- **Task statement**: If a line in the data below contains "String", copy it.
─── Information supplied ───
//! Error types for PassThru transports.

use thiserror::Error;

#[derive(Error, Debug, Clone, PartialEq)]
pub enum Error {
    #[error("Device or channel not open")]
    NotOpen,
    #[error("Disconnected")]
    Disconnected,
    #[error("Timeout")]
    Timeout,
    #[error("Write Failed: {0}")]
    WriteFailed(String),
    #[error("Filter Rejected: {0}")]
    FilterRejected(String),
    #[error("Unsupported: {0}")]
    Unsupported(String),
}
───
- **Written solution**:
    WriteFailed(String),
    FilterRejected(String),
    Unsupported(String),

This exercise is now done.